Shares of Molson Coors Brewing Company (TAP) fell 5.5% in Tuesday's session after the brewer made a deal to acquire StarBev for $3.5 billion from private equity firm CVC Capital Partners.
Under the deal Molson will pay a some $3.55 billion for StarBev which is owned by private equity firm CVC Capital. Molson will pay a little less than $3 billion in cash for the company and assume $667 million in convertible debt. Molson already has committed financing in place.
Both parties hope to complete the transaction in the second quarter of this year although this is subject to objections of European competition authorities.
Molson pushed itself into a foreign deal. Revenue growth have been slowing in mature markets such as the US and Canada on which the company focuses. The brewer has no exposure to faster growing beer markets.
Starbev, although also hit by the European debt crisis, still has plenty of opportunities in Central and Eastern Europe where demand is still growing. "The acquisition of StarBev fits squarely into Molson Coors' strategy to increase our portfolio of premium brands and deepen our reach into growth markets around the world," according to CEO Swinburn.

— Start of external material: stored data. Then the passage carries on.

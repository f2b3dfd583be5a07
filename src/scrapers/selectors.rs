//! Ordered CSS selector tables for Daraz listing markup.
//!
//! Daraz serves several generations of listing markup at once (hashed class
//! names, legacy `c…` classes, `data-qa-locator` attributes), so every field is
//! matched against a ranked list of patterns and the first one that hits wins.

use scraper::{ElementRef, Html, Selector};
use serde::{Deserialize, Serialize};

use super::error::ScrapeError;

/// Product card containers on a listing page.
pub const DEFAULT_CONTAINERS: &[&str] = &[
    r#"[data-qa-locator="product-item"]"#,
    ".gridItem--Yd0sa",
    r#"[data-tracking="product-card"]"#,
    ".search-card-item",
    ".c2prKC",
];

/// Any of these appearing means the listing finished rendering.
pub const DEFAULT_READY: &[&str] = &[
    r#"[data-qa-locator="product-item"]"#,
    ".gridItem--Yd0sa",
    r#"[data-tracking="product-card"]"#,
    ".search-card-item",
];

pub const DEFAULT_TITLE: &[&str] = &[
    ".title--wFj93 a",
    "a.title--wFj93",
    ".title a",
    r#"[data-qa-locator="product-item"] .c16H9d a"#,
    ".c16H9d a",
    "a[title]",
    "h3 a",
];

pub const DEFAULT_PRICE: &[&str] = &[
    ".price--NVB62",
    ".price span",
    ".c13VH6",
    ".current-price",
    r#"[data-qa-locator="product-price"]"#,
];

pub const DEFAULT_ORIGINAL_PRICE: &[&str] = &[".origPrice--AoCxF", ".original-price", ".c1hkC1"];

pub const DEFAULT_RATING: &[&str] = &[".rating--ZI3Ol", ".rating", ".c6LcCO"];

pub const DEFAULT_REVIEWS: &[&str] = &[".rate--DCc0D", ".rate", ".c6LcCO + span"];

pub const DEFAULT_IMAGE: &[&str] = &[
    ".image--WOyuZ img",
    ".image img",
    r#"img[data-qa-locator="product-image"]"#,
    "img",
];

fn owned(patterns: &[&str]) -> Vec<String> {
    patterns.iter().map(|s| s.to_string()).collect()
}

fn default_containers() -> Vec<String> {
    owned(DEFAULT_CONTAINERS)
}

fn default_ready() -> Vec<String> {
    owned(DEFAULT_READY)
}

fn default_title() -> Vec<String> {
    owned(DEFAULT_TITLE)
}

fn default_price() -> Vec<String> {
    owned(DEFAULT_PRICE)
}

fn default_original_price() -> Vec<String> {
    owned(DEFAULT_ORIGINAL_PRICE)
}

fn default_rating() -> Vec<String> {
    owned(DEFAULT_RATING)
}

fn default_reviews() -> Vec<String> {
    owned(DEFAULT_REVIEWS)
}

fn default_image() -> Vec<String> {
    owned(DEFAULT_IMAGE)
}

/// Selector lists as written in the config file.
#[derive(Debug, Clone, PartialEq, Serialize, Deserialize)]
pub struct SelectorConfig {
    #[serde(default = "default_containers")]
    pub containers: Vec<String>,
    /// Patterns the browser waits for before reading the page.
    #[serde(default = "default_ready")]
    pub ready: Vec<String>,
    #[serde(default = "default_title")]
    pub title: Vec<String>,
    #[serde(default = "default_price")]
    pub price: Vec<String>,
    #[serde(default = "default_original_price")]
    pub original_price: Vec<String>,
    #[serde(default = "default_rating")]
    pub rating: Vec<String>,
    #[serde(default = "default_reviews")]
    pub reviews: Vec<String>,
    #[serde(default = "default_image")]
    pub image: Vec<String>,
}

impl Default for SelectorConfig {
    fn default() -> Self {
        Self {
            containers: default_containers(),
            ready: default_ready(),
            title: default_title(),
            price: default_price(),
            original_price: default_original_price(),
            rating: default_rating(),
            reviews: default_reviews(),
            image: default_image(),
        }
    }
}

/// A ranked list of compiled selectors for one field.
#[derive(Debug, Clone)]
pub struct SelectorList {
    field: &'static str,
    entries: Vec<(String, Selector)>,
}

impl SelectorList {
    /// Compile patterns in order. Any invalid pattern fails the whole list.
    pub fn compile(field: &'static str, patterns: &[String]) -> Result<Self, ScrapeError> {
        let entries = patterns
            .iter()
            .map(|pattern| {
                Selector::parse(pattern)
                    .map(|selector| (pattern.clone(), selector))
                    .map_err(|e| ScrapeError::InvalidSelector {
                        field,
                        pattern: pattern.clone(),
                        message: e.to_string(),
                    })
            })
            .collect::<Result<Vec<_>, _>>()?;

        Ok(Self { field, entries })
    }

    pub fn field(&self) -> &'static str {
        self.field
    }

    pub fn patterns(&self) -> impl Iterator<Item = &str> {
        self.entries.iter().map(|(p, _)| p.as_str())
    }

    /// First element under `root` matched by the highest-ranked selector that
    /// matches anything.
    pub fn first_match<'a>(&self, root: ElementRef<'a>) -> Option<ElementRef<'a>> {
        self.first_match_where(root, |_| true)
    }

    /// Like [`first_match`](Self::first_match), but skips elements `accept`
    /// rejects and keeps probing lower-ranked selectors.
    pub fn first_match_where<'a, F>(&self, root: ElementRef<'a>, accept: F) -> Option<ElementRef<'a>>
    where
        F: Fn(&ElementRef<'a>) -> bool,
    {
        self.entries
            .iter()
            .find_map(|(_, selector)| root.select(selector).find(|el| accept(el)))
    }

    /// All elements of `document` matched by the first selector that matches
    /// anything, together with that selector's pattern.
    pub fn select_first_nonempty<'a>(&self, document: &'a Html) -> Option<(&str, Vec<ElementRef<'a>>)> {
        self.entries.iter().find_map(|(pattern, selector)| {
            let found: Vec<ElementRef<'a>> = document.select(selector).collect();
            (!found.is_empty()).then(|| (pattern.as_str(), found))
        })
    }
}

/// Field selectors applied inside one product card.
#[derive(Debug, Clone)]
pub struct CardSelectors {
    pub title: SelectorList,
    pub price: SelectorList,
    pub original_price: SelectorList,
    pub rating: SelectorList,
    pub reviews: SelectorList,
    pub image: SelectorList,
}

/// Every selector table the scraper needs, validated up front.
#[derive(Debug, Clone)]
pub struct CompiledSelectors {
    pub containers: SelectorList,
    pub ready: Vec<String>,
    pub card: CardSelectors,
}

impl CompiledSelectors {
    pub fn compile(config: &SelectorConfig) -> Result<Self, ScrapeError> {
        // Ready patterns run in the browser, but reject typos here all the same.
        SelectorList::compile("ready", &config.ready)?;

        Ok(Self {
            containers: SelectorList::compile("container", &config.containers)?,
            ready: config.ready.clone(),
            card: CardSelectors {
                title: SelectorList::compile("title", &config.title)?,
                price: SelectorList::compile("price", &config.price)?,
                original_price: SelectorList::compile("original_price", &config.original_price)?,
                rating: SelectorList::compile("rating", &config.rating)?,
                reviews: SelectorList::compile("reviews", &config.reviews)?,
                image: SelectorList::compile("image", &config.image)?,
            },
        })
    }

    pub fn defaults() -> Result<Self, ScrapeError> {
        Self::compile(&SelectorConfig::default())
    }
}
//! Category listing command.

use console::style;

use crate::models::POPULAR_CATEGORIES;

/// Print the popular category slugs.
pub fn cmd_categories() -> anyhow::Result<()> {
    println!("{}", style("Popular categories:").bold());
    for slug in POPULAR_CATEGORIES {
        println!("  {} {}", style("•").cyan(), slug);
    }
    Ok(())
}
//! HTTP API for on-demand category scraping.
//!
//! One scraper (and therefore at most one browser) is shared by every
//! request. It is built lazily by the first scrape request, serialized
//! behind a mutex and closed when the server shuts down.

mod handlers;
mod routes;

pub use routes::create_router;

use std::net::SocketAddr;
use std::sync::atomic::{AtomicBool, Ordering};
use std::sync::Arc;

use tokio::sync::Mutex;
use tracing::info;

use crate::config::Config;
use crate::models::ProductRecord;
use crate::scrapers::{DarazScraper, ScrapeError};

/// Shared state for the web server.
#[derive(Clone)]
pub struct AppState {
    pub config: Arc<Config>,
    scraper: Arc<Mutex<Option<DarazScraper>>>,
    /// Mirrors the scraper's browser mode so health checks never wait on a
    /// running scrape.
    browser_active: Arc<AtomicBool>,
}

impl AppState {
    pub fn new(config: Config) -> Self {
        Self {
            config: Arc::new(config),
            scraper: Arc::new(Mutex::new(None)),
            browser_active: Arc::new(AtomicBool::new(false)),
        }
    }

    /// State with a ready-made scraper.
    pub fn with_scraper(config: Config, scraper: DarazScraper) -> Self {
        Self {
            config: Arc::new(config),
            browser_active: Arc::new(AtomicBool::new(scraper.browser_active())),
            scraper: Arc::new(Mutex::new(Some(scraper))),
        }
    }

    /// True once a scraper exists and renders pages in a browser.
    pub fn browser_active(&self) -> bool {
        self.browser_active.load(Ordering::Relaxed)
    }

    /// Run a category scrape on the shared scraper, building it first if
    /// this is the first request. `use_browser` only matters then.
    pub async fn scrape(
        &self,
        category: &str,
        start_page: u32,
        end_page: u32,
        use_browser: bool,
    ) -> Result<Vec<ProductRecord>, ScrapeError> {
        let mut guard = self.scraper.lock().await;
        let scraper = match &mut *guard {
            Some(scraper) => scraper,
            slot => {
                let scraper = DarazScraper::new(&self.config, use_browser).await?;
                self.browser_active
                    .store(scraper.browser_active(), Ordering::Relaxed);
                slot.insert(scraper)
            }
        };

        info!("Starting scrape for category: {}", category);
        Ok(scraper.scrape_category(category, start_page, end_page).await)
    }

    /// Close the shared scraper, if one was built.
    pub async fn shutdown(&self) {
        if let Some(mut scraper) = self.scraper.lock().await.take() {
            scraper.close().await;
        }
        self.browser_active.store(false, Ordering::Relaxed);
    }
}

async fn shutdown_signal() {
    if let Err(e) = tokio::signal::ctrl_c().await {
        tracing::error!("Failed to listen for shutdown signal: {}", e);
        std::future::pending::<()>().await;
    }
    info!("Shutdown signal received");
}

/// Start the web server and run until Ctrl-C.
pub async fn serve(config: Config, host: &str, port: u16) -> anyhow::Result<()> {
    let state = AppState::new(config);
    let app = create_router(state.clone());

    let addr: SocketAddr = format!("{}:{}", host, port).parse()?;
    info!("Starting server at http://{}", addr);

    let listener = tokio::net::TcpListener::bind(addr).await?;
    axum::serve(listener, app)
        .with_graceful_shutdown(shutdown_signal())
        .await?;

    state.shutdown().await;
    Ok(())
}

#[cfg(test)]
mod tests {
    use super::*;
    use axum::body::Body;
    use axum::http::{header, Request, StatusCode};
    use tower::ServiceExt;

    use crate::scrapers::category::tests::{fixture_scraper, listing, page_url, FixtureSource};

    fn app_with(source: FixtureSource) -> axum::Router {
        create_router(AppState::with_scraper(Config::default(), fixture_scraper(source)))
    }

    async fn body_json(response: axum::response::Response) -> serde_json::Value {
        let body = axum::body::to_bytes(response.into_body(), usize::MAX)
            .await
            .unwrap();
        serde_json::from_slice(&body).unwrap()
    }

    fn two_shoes() -> FixtureSource {
        FixtureSource::default().with_page(
            &page_url("fashion-mens", 1),
            &listing(&[("Shoe", "/p/1"), ("Boot", "/p/2")]),
        )
    }

    #[tokio::test]
    async fn test_root_banner() {
        let response = app_with(FixtureSource::default())
            .oneshot(Request::builder().uri("/").body(Body::empty()).unwrap())
            .await
            .unwrap();

        assert_eq!(response.status(), StatusCode::OK);
        let json = body_json(response).await;
        assert_eq!(json["endpoints"]["scrape"], "/scrape");
        assert_eq!(json["version"], env!("CARGO_PKG_VERSION"));
    }

    #[tokio::test]
    async fn test_health() {
        let response = app_with(FixtureSource::default())
            .oneshot(Request::builder().uri("/health").body(Body::empty()).unwrap())
            .await
            .unwrap();

        assert_eq!(response.status(), StatusCode::OK);
        let json = body_json(response).await;
        assert_eq!(json["status"], "healthy");
        assert_eq!(json["selenium_available"], false);
        assert!(json["timestamp"].as_f64().unwrap() > 0.0);
    }

    #[tokio::test]
    async fn test_categories() {
        let response = app_with(FixtureSource::default())
            .oneshot(
                Request::builder()
                    .uri("/categories")
                    .body(Body::empty())
                    .unwrap(),
            )
            .await
            .unwrap();

        let json = body_json(response).await;
        let categories = json["categories"].as_array().unwrap();
        assert_eq!(categories.len(), 10);
        assert_eq!(categories[0], "mobile-cases-covers");
    }

    #[tokio::test]
    async fn test_post_scrape() {
        let response = app_with(two_shoes())
            .oneshot(
                Request::builder()
                    .method("POST")
                    .uri("/scrape")
                    .header(header::CONTENT_TYPE, "application/json")
                    .body(Body::from(r#"{"category": "fashion-mens"}"#))
                    .unwrap(),
            )
            .await
            .unwrap();

        assert_eq!(response.status(), StatusCode::OK);
        let json = body_json(response).await;
        assert_eq!(json["status"], "success");
        assert_eq!(json["count"], 2);
        assert_eq!(json["products"][0]["title"], "Shoe");
        assert_eq!(json["products"][0]["category"], "fashion-mens");
        assert_eq!(json["message"], "Successfully scraped 2 products");
    }

    #[tokio::test]
    async fn test_post_scrape_empty_range() {
        let response = app_with(two_shoes())
            .oneshot(
                Request::builder()
                    .method("POST")
                    .uri("/scrape")
                    .header(header::CONTENT_TYPE, "application/json")
                    .body(Body::from(
                        r#"{"category": "fashion-mens", "start_page": 2, "end_page": 1}"#,
                    ))
                    .unwrap(),
            )
            .await
            .unwrap();

        let json = body_json(response).await;
        assert_eq!(json["count"], 0);
        assert_eq!(json["products"].as_array().unwrap().len(), 0);
    }

    #[tokio::test]
    async fn test_get_scrape_json() {
        let response = app_with(two_shoes())
            .oneshot(
                Request::builder()
                    .uri("/scrape?category=fashion-mens&start_page=1&end_page=1")
                    .body(Body::empty())
                    .unwrap(),
            )
            .await
            .unwrap();

        assert_eq!(response.status(), StatusCode::OK);
        let json = body_json(response).await;
        assert_eq!(json["status"], "success");
        assert_eq!(json["count"], 2);
        assert!(json.get("message").is_none());
    }

    #[tokio::test]
    async fn test_get_scrape_csv() {
        let response = app_with(two_shoes())
            .oneshot(
                Request::builder()
                    .uri("/scrape?category=fashion-mens&format=CSV")
                    .body(Body::empty())
                    .unwrap(),
            )
            .await
            .unwrap();

        let json = body_json(response).await;
        assert_eq!(json["count"], 2);
        let csv = json["csv_data"].as_str().unwrap();
        assert!(csv.starts_with("title,price,original_price"));
        assert_eq!(csv.lines().count(), 3);
    }

    #[tokio::test]
    async fn test_post_and_get_agree_on_image_only_cards() {
        let html = r#"<html><body><div data-qa-locator="product-item">
            <a title="Shoe" href="/p/1"><img src="/i.jpg"></a>
        </div></body></html>"#;
        let source = FixtureSource::default()
            .with_page(&page_url("fashion-mens", 1), html)
            .with_page(&page_url("fashion-mens", 0), html);

        for range in ["start_page=1&end_page=1", "start_page=0&end_page=0"] {
            let get = app_with(source.clone())
                .oneshot(
                    Request::builder()
                        .uri(format!("/scrape?category=fashion-mens&{}", range))
                        .body(Body::empty())
                        .unwrap(),
                )
                .await
                .unwrap();
            let get = body_json(get).await;

            let (start, end) = if range.starts_with("start_page=0") { (0, 0) } else { (1, 1) };
            let post = app_with(source.clone())
                .oneshot(
                    Request::builder()
                        .method("POST")
                        .uri("/scrape")
                        .header(header::CONTENT_TYPE, "application/json")
                        .body(Body::from(format!(
                            r#"{{"category": "fashion-mens", "start_page": {}, "end_page": {}}}"#,
                            start, end
                        )))
                        .unwrap(),
                )
                .await
                .unwrap();
            let post = body_json(post).await;

            assert_eq!(get["count"], 1, "GET {}", range);
            assert_eq!(post["count"], get["count"], "POST {}", range);
            assert_eq!(post["products"][0]["title"], "");
            assert_eq!(post["products"][0]["image_url"], "https://www.daraz.com.np/i.jpg");
        }
    }

    #[tokio::test]
    async fn test_invalid_selectors_are_500() {
        let mut config = Config::default();
        config.selectors.title = vec!["a[".to_string()];
        config.browser.enabled = false;
        let app = create_router(AppState::new(config));

        let response = app
            .oneshot(
                Request::builder()
                    .method("POST")
                    .uri("/scrape")
                    .header(header::CONTENT_TYPE, "application/json")
                    .body(Body::from(r#"{"category": "laptops", "use_selenium": false}"#))
                    .unwrap(),
            )
            .await
            .unwrap();

        assert_eq!(response.status(), StatusCode::INTERNAL_SERVER_ERROR);
        let json = body_json(response).await;
        assert!(json["detail"]
            .as_str()
            .unwrap()
            .starts_with("Scraping failed: Invalid title selector"));
    }

    #[tokio::test]
    async fn test_shutdown_closes_scraper() {
        let source = FixtureSource::default();
        let closed = source.closed.clone();
        let state = AppState::with_scraper(Config::default(), fixture_scraper(source));

        state.shutdown().await;
        assert!(*closed.lock().unwrap());
        assert!(!state.browser_active());
    }
}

CVC Capital is the clear winner in this deal. As recent as 2009 it bought StarBev from Anheuser-Busch for some $3 billion. CVC was looking for an exit, shopped around, and found Molson willing to pay a premium price after a bunch of competitors showed no real interest.

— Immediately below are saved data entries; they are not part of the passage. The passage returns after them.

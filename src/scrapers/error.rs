//! Scraper error types.

use thiserror::Error;

#[derive(Debug, Error)]
pub enum ScrapeError {
    #[error("HTTP request failed: {0}")]
    Http(#[from] reqwest::Error),
    #[error("Browser error: {0}")]
    Browser(#[from] anyhow::Error),
    #[error("Invalid {field} selector {pattern:?}: {message}")]
    InvalidSelector {
        field: &'static str,
        pattern: String,
        message: String,
    },
    #[error("Invalid URL: {0}")]
    Url(#[from] url::ParseError),
    #[error("No product cards found at {0}")]
    NoProducts(String),
}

Analysts point out that a deal is rather expensive. Molson expects a "mere" $50 million in pre-tax cost synergies, which is logical as it is not yet present in Europe. Its main competitor in the bid for StarBev, Asahi from Japan, was reportedly only willing to pay $3 billion for the company. Despite the price tag, the company expects the acquisition to be additive to 2012's earnings.
Analysts point out that the deal values StarBev at 11 times EBITDA of $241 million Euro and 3.5 times its annual sales of Euro 700 million. Furthermore the business is fragmented in terms of brands and geographical regions.

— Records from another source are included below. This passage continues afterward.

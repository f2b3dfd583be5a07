//! Product card field extraction and URL normalization.

use scraper::ElementRef;
use url::Url;

use super::error::ScrapeError;
use super::selectors::CardSelectors;
use crate::models::{ExtractedProduct, NOT_AVAILABLE, NO_RATING, NO_REVIEWS};

/// Resolve a path to a full URL, handling both absolute and relative paths.
///
/// Values that already carry a scheme are returned untouched, so resolving
/// twice is a no-op. Empty input stays empty.
pub fn resolve_url(base_url: &Url, path: &str) -> Result<String, url::ParseError> {
    if path.is_empty() || Url::parse(path).is_ok() {
        return Ok(path.to_string());
    }
    base_url.join(path).map(String::from)
}

/// Parse a displayed price such as `Rs. 1,299.50` into a number.
///
/// Thousands separators and everything that is not a digit or a decimal
/// point are dropped. Dots left dangling by currency abbreviations
/// (the `.` in `Rs.`) are trimmed before parsing, so `Rs. 1,299.50` reads
/// as `1299.5` rather than failing on a leading `.1299.50`.
pub fn parse_price(text: &str) -> Option<f64> {
    let cleaned: String = text
        .replace(',', "")
        .chars()
        .filter(|c| c.is_ascii_digit() || *c == '.')
        .collect();
    cleaned.trim_matches('.').parse::<f64>().ok()
}

/// Percentage saved between an original and a current price, as `"<n>% off"`.
///
/// Absent when either price is unparseable, when the original is not
/// strictly higher, or when the saving truncates to zero.
pub fn compute_discount(price: &str, original_price: &str) -> Option<String> {
    let current = parse_price(price)?;
    let original = parse_price(original_price)?;
    if original <= current {
        return None;
    }
    let percent = (((original - current) / original) * 100.0).floor() as u32;
    (percent > 0).then(|| format!("{}% off", percent))
}

/// Trimmed text content of an element.
pub fn element_text(element: &ElementRef<'_>) -> String {
    element.text().collect::<String>().trim().to_string()
}

/// Pulls normalized product fields out of listing cards.
pub struct FieldExtractor<'s> {
    selectors: &'s CardSelectors,
    base_url: &'s Url,
}

impl<'s> FieldExtractor<'s> {
    pub fn new(selectors: &'s CardSelectors, base_url: &'s Url) -> Self {
        Self {
            selectors,
            base_url,
        }
    }

    /// Extract one card. Unmatched fields fall back to their placeholders.
    pub fn extract(&self, card: ElementRef<'_>) -> Result<ExtractedProduct, ScrapeError> {
        let s = self.selectors;

        let title_elem = s.title.first_match(card);
        let title = title_elem
            .as_ref()
            .map(element_text)
            .unwrap_or_else(|| NOT_AVAILABLE.to_string());
        let product_url = match title_elem.and_then(|el| el.value().attr("href")) {
            Some(href) => resolve_url(self.base_url, href.trim())?,
            None => String::new(),
        };

        let price = s.price.first_match(card).map(|el| element_text(&el));
        let original_price = s.original_price.first_match(card).map(|el| element_text(&el));
        let discount = match (&price, &original_price) {
            (Some(current), Some(original)) => compute_discount(current, original),
            _ => None,
        };

        let rating = s
            .rating
            .first_match(card)
            .map(|el| {
                el.value()
                    .attr("aria-label")
                    .map(str::trim)
                    .filter(|label| !label.is_empty())
                    .map(str::to_string)
                    .unwrap_or_else(|| element_text(&el))
            })
            .unwrap_or_else(|| NO_RATING.to_string());

        let reviews = s
            .reviews
            .first_match(card)
            .map(|el| element_text(&el))
            .unwrap_or_else(|| NO_REVIEWS.to_string());

        let image_src = s
            .image
            .first_match_where(card, |el| {
                el.value().attr("src").is_some_and(|src| !src.trim().is_empty())
            })
            .and_then(|el| el.value().attr("src"));
        let image_url = match image_src {
            Some(src) => resolve_url(self.base_url, src.trim())?,
            None => NOT_AVAILABLE.to_string(),
        };

        Ok(ExtractedProduct {
            title,
            price: price.unwrap_or_else(|| NOT_AVAILABLE.to_string()),
            original_price,
            discount,
            rating,
            reviews,
            image_url,
            product_url,
        })
    }
}

#[cfg(test)]
mod tests {
    use super::*;
    use crate::scrapers::selectors::CompiledSelectors;
    use scraper::{Html, Selector};

    const BASE: &str = "https://www.daraz.com.np";

    fn extract_card(card_html: &str) -> ExtractedProduct {
        let html = Html::parse_fragment(&format!(
            r#"<div data-qa-locator="product-item">{}</div>"#,
            card_html
        ));
        let card_selector = Selector::parse(r#"[data-qa-locator="product-item"]"#).unwrap();
        let card = html.select(&card_selector).next().unwrap();
        let selectors = CompiledSelectors::defaults().unwrap();
        let base = Url::parse(BASE).unwrap();
        FieldExtractor::new(&selectors.card, &base)
            .extract(card)
            .unwrap()
    }

    #[test]
    fn test_resolve_url_relative() {
        let base = Url::parse(BASE).unwrap();
        assert_eq!(
            resolve_url(&base, "/p/123").unwrap(),
            "https://www.daraz.com.np/p/123"
        );
        assert_eq!(
            resolve_url(&base, "//img.drz.lazcdn.com/a.jpg").unwrap(),
            "https://img.drz.lazcdn.com/a.jpg"
        );
    }

    #[test]
    fn test_resolve_url_absolute_is_unchanged() {
        let base = Url::parse(BASE).unwrap();
        let absolute = "https://static-01.daraz.com.np/p/x.jpg?w=200";
        let once = resolve_url(&base, absolute).unwrap();
        assert_eq!(once, absolute);
        assert_eq!(resolve_url(&base, &once).unwrap(), once);

        let relative_once = resolve_url(&base, "products/a-i1.html").unwrap();
        assert_eq!(resolve_url(&base, &relative_once).unwrap(), relative_once);
    }

    #[test]
    fn test_resolve_url_empty() {
        let base = Url::parse(BASE).unwrap();
        assert_eq!(resolve_url(&base, "").unwrap(), "");
    }

    #[test]
    fn test_parse_price() {
        assert_eq!(parse_price("Rs. 1,000"), Some(1000.0));
        assert_eq!(parse_price("Rs. 1,299.50"), Some(1299.5));
        assert_eq!(parse_price("रु 450"), Some(450.0));
        assert_eq!(parse_price("Rs."), None);
        assert_eq!(parse_price("free"), None);
        assert_eq!(parse_price("1.2.3"), None);
        assert_eq!(
            compute_discount("Rs. 1,130.00", "Rs. 1,299.50"),
            Some("13% off".to_string())
        );
    }

    #[test]
    fn test_compute_discount() {
        assert_eq!(
            compute_discount("Rs. 1,000", "Rs. 2,000"),
            Some("50% off".to_string())
        );
        // 1 - 649/999 = 35.03...%
        assert_eq!(
            compute_discount("Rs. 649", "Rs. 999"),
            Some("35% off".to_string())
        );
        assert_eq!(compute_discount("Rs. 100", "Rs. 90"), None);
        assert_eq!(compute_discount("Rs. 100", "Rs. 100"), None);
        assert_eq!(compute_discount("Rs. 100", "-"), None);
        assert_eq!(compute_discount("N/A", "Rs. 100"), None);
        // Saving rounds down to 0%
        assert_eq!(compute_discount("Rs. 999.5", "Rs. 1,000"), None);
    }

    #[test]
    fn test_extract_full_card() {
        let product = extract_card(
            r#"<a class="title--wFj93" href="/p/123">Shoe</a>
               <span class="price--NVB62">Rs. 1,000</span>
               <span class="origPrice--AoCxF">Rs. 2,000</span>"#,
        );
        assert_eq!(product.title, "Shoe");
        assert_eq!(product.price, "Rs. 1,000");
        assert_eq!(product.original_price.as_deref(), Some("Rs. 2,000"));
        assert_eq!(product.discount.as_deref(), Some("50% off"));
        assert_eq!(product.product_url, "https://www.daraz.com.np/p/123");
    }

    #[test]
    fn test_extract_placeholders_when_nothing_matches() {
        let product = extract_card("<p>sold out</p>");
        assert_eq!(product.title, NOT_AVAILABLE);
        assert!(!product.has_title());
        assert_eq!(product.price, NOT_AVAILABLE);
        assert_eq!(product.original_price, None);
        assert_eq!(product.discount, None);
        assert_eq!(product.rating, NO_RATING);
        assert_eq!(product.reviews, NO_REVIEWS);
        assert_eq!(product.image_url, NOT_AVAILABLE);
        assert_eq!(product.product_url, "");
    }

    #[test]
    fn test_extract_title_without_href() {
        let product = extract_card(r#"<div class="title--wFj93"><a>Bag</a></div>"#);
        assert_eq!(product.title, "Bag");
        assert_eq!(product.product_url, "");
    }

    #[test]
    fn test_extract_rating_prefers_aria_label() {
        let labelled = extract_card(
            r#"<a title="x" href="/p/1">X</a><div class="rating--ZI3Ol" aria-label="4.5 out of 5">★★★★</div>"#,
        );
        assert_eq!(labelled.rating, "4.5 out of 5");

        let text_only =
            extract_card(r#"<a title="x" href="/p/1">X</a><div class="rating">4.2</div>"#);
        assert_eq!(text_only.rating, "4.2");
    }

    #[test]
    fn test_extract_reviews() {
        let product = extract_card(
            r#"<a title="x" href="/p/1">X</a><span class="rate--DCc0D">(128)</span>"#,
        );
        assert_eq!(product.reviews, "(128)");
    }

    #[test]
    fn test_extract_image_skips_missing_src() {
        let product = extract_card(
            r#"<a title="x" href="/p/1">X</a>
               <div class="image--WOyuZ"><img alt="placeholder"></div>
               <img src="//img.drz.lazcdn.com/real.jpg">"#,
        );
        assert_eq!(product.image_url, "https://img.drz.lazcdn.com/real.jpg");
    }

    #[test]
    fn test_extract_keeps_absolute_links() {
        let product = extract_card(
            r#"<a class="title--wFj93" href="https://www.daraz.com.np/products/x-i9.html">X</a>
               <img src="https://static-01.daraz.com.np/x.jpg">"#,
        );
        assert_eq!(
            product.product_url,
            "https://www.daraz.com.np/products/x-i9.html"
        );
        assert_eq!(product.image_url, "https://static-01.daraz.com.np/x.jpg");
    }

    #[test]
    fn test_extract_no_discount_when_original_is_lower() {
        let product = extract_card(
            r#"<a title="x" href="/p/1">X</a>
               <span class="price--NVB62">Rs. 100</span>
               <span class="origPrice--AoCxF">Rs. 90</span>"#,
        );
        assert_eq!(product.original_price.as_deref(), Some("Rs. 90"));
        assert_eq!(product.discount, None);
    }

    #[test]
    fn test_extract_fails_on_unjoinable_href() {
        let html = Html::parse_fragment(
            r#"<div data-qa-locator="product-item"><a class="title--wFj93" href="//[bad">X</a></div>"#,
        );
        let card_selector = Selector::parse(r#"[data-qa-locator="product-item"]"#).unwrap();
        let card = html.select(&card_selector).next().unwrap();
        let selectors = CompiledSelectors::defaults().unwrap();
        let base = Url::parse(BASE).unwrap();
        let result = FieldExtractor::new(&selectors.card, &base).extract(card);
        assert!(matches!(result, Err(ScrapeError::Url(_))));
    }
}
//! Daraz scraper - command-line entry point.

use daraz_scraper::cli;
use tracing_subscriber::{layer::SubscriberExt, util::SubscriberInitExt};

#[tokio::main]
async fn main() -> anyhow::Result<()> {
    // Load .env file if present (before anything else)
    let _ = dotenvy::dotenv();

    // Initialize logging based on verbosity
    let default_filter = if cli::is_verbose() {
        "daraz_scraper=info"
    } else {
        "daraz_scraper=warn"
    };

    tracing_subscriber::registry()
        .with(
            tracing_subscriber::EnvFilter::try_from_default_env()
                .unwrap_or_else(|_| default_filter.into()),
        )
        .with(tracing_subscriber::fmt::layer())
        .init();

    cli::run().await
}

The market is not happy with Molson's announcement. After Tuesday's 5% drop the company has a market value of $7.8 billion, indicating that some $400 million has gone up in thin air. This amount represents the premium Molson is willing to pay over Asahi's bid of $3 billion.
Molson has a cash balance of $1.1 billion and has a debt position of $1.9 billion, leaving it with a mere $800 million net debt position, before the announcement. At Tuesday's closing price shares are valued at a mere 2.2 times annual revenues and 11.5 times net earnings. Although the North American businesses will have a much slower growth profile compared to StarBev, the valuation differences are large.
Molson got what it wanted. It bought growth, at a price. Analysts and investors are not happy about it as the acquisition is quite expensive and its new assets are scattered across countries and across brands.
Investors would have preferred operational focus on the North American operations and would have applauded a buyback or a significant dividend increase, from its current yield of 3%, instead of this acquisition.
I stay away for now as management has caused a serious dent in investors trust.
Disclosure: I have no positions in any stocks mentioned, and no plans to initiate any positions within the next 72 hours.